Prompt = Each line of the data below that includes the string "FnPtr" must be copied.
*** Stored data Section Begins ***
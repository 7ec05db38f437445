//! Links capability - trigger listeners, auto-highlight, scenario re-binding.
//!
//! `links.addEventListener(refs, eventType, callback)` resolves each trigger
//! reference to its current DOM anchors and binds the callback on every one.
//! The (reference, eventType, callback) tuple is retained: when the active
//! scenario changes, the new DOM may contain different anchors for the same
//! reference, so all bindings are detached and re-attached one tick after the
//! change (the new scenario's DOM must exist first). Re-binding is
//! idempotent; with no DOM change it yields the same net listener set.
//!
//! Pointer-activation events also swap the anchor's cursor to `pointer` so
//! the element reads as interactive, restoring the original style on
//! teardown.
//!
//! `links.autoHighlight(ref, from, to)` owns a cuepoint that toggles a
//! shared marker class on the reference's anchors while playback is inside
//! the window.

use std::cell::RefCell;
use std::rc::Rc;

use rhai::{Dynamic, Engine, FnPtr};
use spark_signals::effect;

use crate::host::{
    CuepointHandler, CuepointScheduler, CuepointSpec, Dom, Shell, Stage,
};
use crate::runtime::TickQueue;
use crate::types::{AnchorId, CuepointId, ListenerId, TriggerRef};

use super::{Capability, ScriptCallback, ScriptEnv, opt_seconds, ref_strings};

/// Marker class toggled by auto-highlight windows.
pub const HIGHLIGHT_CLASS: &str = "highlighted";

/// Cursor style applied to anchors with a pointer-activation listener.
const POINTER_CURSOR: &str = "pointer";

/// Event types that make an anchor read as clickable.
const POINTER_EVENTS: &[&str] = &["click", "pointerdown", "pointerup"];

// =============================================================================
// Bookkeeping
// =============================================================================

/// One live attachment of a binding to a concrete anchor.
struct Attached {
    anchor: AnchorId,
    listener: ListenerId,
    /// `Some(previous)` when the cursor was swapped; restored on detach.
    saved_cursor: Option<Option<String>>,
}

/// A retained (reference, eventType, callback) registration, replayed on
/// every scenario change.
struct Binding {
    reference: String,
    event: String,
    callback: Rc<dyn Fn()>,
    attached: Vec<Attached>,
}

struct Highlight {
    reference: String,
    from: Option<f64>,
    to: Option<f64>,
    cuepoint: CuepointId,
}

#[derive(Default)]
struct LinksState {
    bindings: Vec<Binding>,
    highlights: Vec<Highlight>,
}

pub struct LinksCapability {
    dom: Rc<dyn Dom>,
    stage: Rc<dyn Stage>,
    shell: Rc<dyn Shell>,
    scheduler: Rc<dyn CuepointScheduler>,
    env: Rc<ScriptEnv>,
    queue: Rc<TickQueue>,
    state: Rc<RefCell<LinksState>>,
    /// Stop function of the scenario-change effect, present while connected.
    unsubscribe: Rc<RefCell<Option<Box<dyn FnOnce()>>>>,
}

impl LinksCapability {
    pub fn new(
        dom: Rc<dyn Dom>,
        stage: Rc<dyn Stage>,
        shell: Rc<dyn Shell>,
        scheduler: Rc<dyn CuepointScheduler>,
        env: Rc<ScriptEnv>,
        queue: Rc<TickQueue>,
    ) -> Self {
        Self {
            dom,
            stage,
            shell,
            scheduler,
            env,
            queue,
            state: Rc::new(RefCell::new(LinksState::default())),
            unsubscribe: Rc::new(RefCell::new(None)),
        }
    }

    /// Number of live anchor listeners. Mostly useful for leak assertions.
    pub fn listener_count(&self) -> usize {
        self.state
            .borrow()
            .bindings
            .iter()
            .map(|binding| binding.attached.len())
            .sum()
    }
}

/// Resolve a trigger reference to its current DOM anchors. A behavior
/// trigger may match several anchors (repeated link text); a component
/// reference matches its single rendered element.
fn resolve_anchors(dom: &Rc<dyn Dom>, reference: &str) -> Vec<AnchorId> {
    match TriggerRef::parse(reference) {
        Some(TriggerRef::BehaviorTrigger { id }) => dom.trigger_anchors(&id),
        Some(TriggerRef::Component { kind, id }) => {
            dom.component_anchor(&kind, &id).into_iter().collect()
        }
        None => Vec::new(),
    }
}

fn attach(dom: &Rc<dyn Dom>, binding: &mut Binding) {
    let pointer = POINTER_EVENTS.contains(&binding.event.as_str());
    for anchor in resolve_anchors(dom, &binding.reference) {
        let callback = Rc::clone(&binding.callback);
        let listener = dom.add_listener(anchor, &binding.event, callback);
        let saved_cursor = pointer.then(|| {
            let previous = dom.cursor(anchor);
            dom.set_cursor(anchor, Some(POINTER_CURSOR));
            previous
        });
        binding.attached.push(Attached {
            anchor,
            listener,
            saved_cursor,
        });
    }
}

fn detach(dom: &Rc<dyn Dom>, binding: &mut Binding) {
    for attached in binding.attached.drain(..) {
        dom.remove_listener(attached.listener);
        if let Some(previous) = attached.saved_cursor {
            dom.set_cursor(attached.anchor, previous.as_deref());
        }
    }
}

/// Tear down and re-create every binding and highlight against the current
/// DOM. Safe to run when nothing changed.
fn rebind_all(
    dom: &Rc<dyn Dom>,
    scheduler: &Rc<dyn CuepointScheduler>,
    state: &Rc<RefCell<LinksState>>,
) {
    let mut state = state.borrow_mut();
    for binding in &mut state.bindings {
        detach(dom, binding);
        attach(dom, binding);
    }
    for highlight in &mut state.highlights {
        scheduler.remove(highlight.cuepoint);
        highlight.cuepoint = scheduler.add_cuepoint(CuepointSpec::new(
            highlight.from,
            highlight.to,
            highlight_hooks(dom, &highlight.reference),
        ));
    }
}

// =============================================================================
// Auto-highlight
// =============================================================================

struct HighlightHooks {
    dom: Rc<dyn Dom>,
    reference: String,
}

impl HighlightHooks {
    /// Anchors are resolved at hook-fire time, never cached.
    fn set_class(&self, present: bool) {
        for anchor in resolve_anchors(&self.dom, &self.reference) {
            if present {
                self.dom.add_class(anchor, HIGHLIGHT_CLASS);
            } else {
                self.dom.remove_class(anchor, HIGHLIGHT_CLASS);
            }
        }
    }
}

impl CuepointHandler for HighlightHooks {
    fn on_start(&self) {
        self.set_class(true);
    }

    fn on_stop(&self) {
        self.set_class(false);
    }

    fn on_seekout(&self) {
        self.set_class(false);
    }

    fn on_destroy(&self) {
        self.set_class(false);
    }
}

fn highlight_hooks(dom: &Rc<dyn Dom>, reference: &str) -> Rc<dyn CuepointHandler> {
    Rc::new(HighlightHooks {
        dom: Rc::clone(dom),
        reference: reference.to_string(),
    })
}

// =============================================================================
// Capability
// =============================================================================

impl Capability for LinksCapability {
    fn name(&self) -> &'static str {
        "links"
    }

    fn install(&self, engine: &mut Engine) {
        let dom = Rc::clone(&self.dom);
        let env = Rc::clone(&self.env);
        let state = Rc::clone(&self.state);
        engine.register_fn(
            "links_add_event_listener",
            move |references: Dynamic, event_type: &str, callback: FnPtr| {
                let callback = ScriptCallback::new(Rc::clone(&env), callback);
                let callback: Rc<dyn Fn()> = Rc::new(move || callback.call(()));
                for reference in ref_strings(references) {
                    let mut binding = Binding {
                        reference,
                        event: event_type.to_string(),
                        callback: Rc::clone(&callback),
                        attached: Vec::new(),
                    };
                    attach(&dom, &mut binding);
                    state.borrow_mut().bindings.push(binding);
                }
            },
        );

        let shell = Rc::clone(&self.shell);
        engine.register_fn("links_open_url", move |url: &str| {
            shell.open_url(url);
        });

        let dom = Rc::clone(&self.dom);
        let scheduler = Rc::clone(&self.scheduler);
        let state = Rc::clone(&self.state);
        engine.register_fn(
            "links_auto_highlight",
            move |reference: &str, from: Dynamic, to: Dynamic| {
                let (from, to) = (opt_seconds(&from), opt_seconds(&to));
                let cuepoint = scheduler.add_cuepoint(CuepointSpec::new(
                    from,
                    to,
                    highlight_hooks(&dom, reference),
                ));
                state.borrow_mut().highlights.push(Highlight {
                    reference: reference.to_string(),
                    from,
                    to,
                    cuepoint,
                });
            },
        );
    }

    fn namespace(&self) -> String {
        r#"#{
    addEventListener: |references, eventType, callback| links_add_event_listener(references, eventType, callback),
    openUrl: |url| links_open_url(url),
    autoHighlight: |reference, from, to| links_auto_highlight(reference, from, to)
}"#
        .to_string()
    }

    fn connect(&self) {
        if self.unsubscribe.borrow().is_some() {
            return;
        }

        let scenario = self.stage.active_scenario();
        let dom = Rc::clone(&self.dom);
        let scheduler = Rc::clone(&self.scheduler);
        let state = Rc::clone(&self.state);
        let queue = Rc::clone(&self.queue);
        let mut first = true;
        let stop = effect(move || {
            // Track the scenario signal; the initial run only subscribes.
            let _ = scenario.get();
            if first {
                first = false;
                return;
            }
            let dom = Rc::clone(&dom);
            let scheduler = Rc::clone(&scheduler);
            let state = Rc::clone(&state);
            // One tick later the new scenario's DOM exists.
            queue.defer(move || rebind_all(&dom, &scheduler, &state));
        });
        *self.unsubscribe.borrow_mut() = Some(Box::new(stop));
    }

    fn reset(&self) {
        if let Some(stop) = self.unsubscribe.borrow_mut().take() {
            stop();
        }
        let mut state = self.state.borrow_mut();
        for binding in &mut state.bindings {
            detach(&self.dom, binding);
        }
        state.bindings.clear();
        let highlights = std::mem::take(&mut state.highlights);
        drop(state);
        // Destroy hooks fire outside the state borrow.
        for highlight in highlights {
            self.scheduler.remove(highlight.cuepoint);
        }
    }
}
*** Stored data Section Ends ***
Output =
use rhai::{Dynamic, Engine, FnPtr};
            move |references: Dynamic, event_type: &str, callback: FnPtr| {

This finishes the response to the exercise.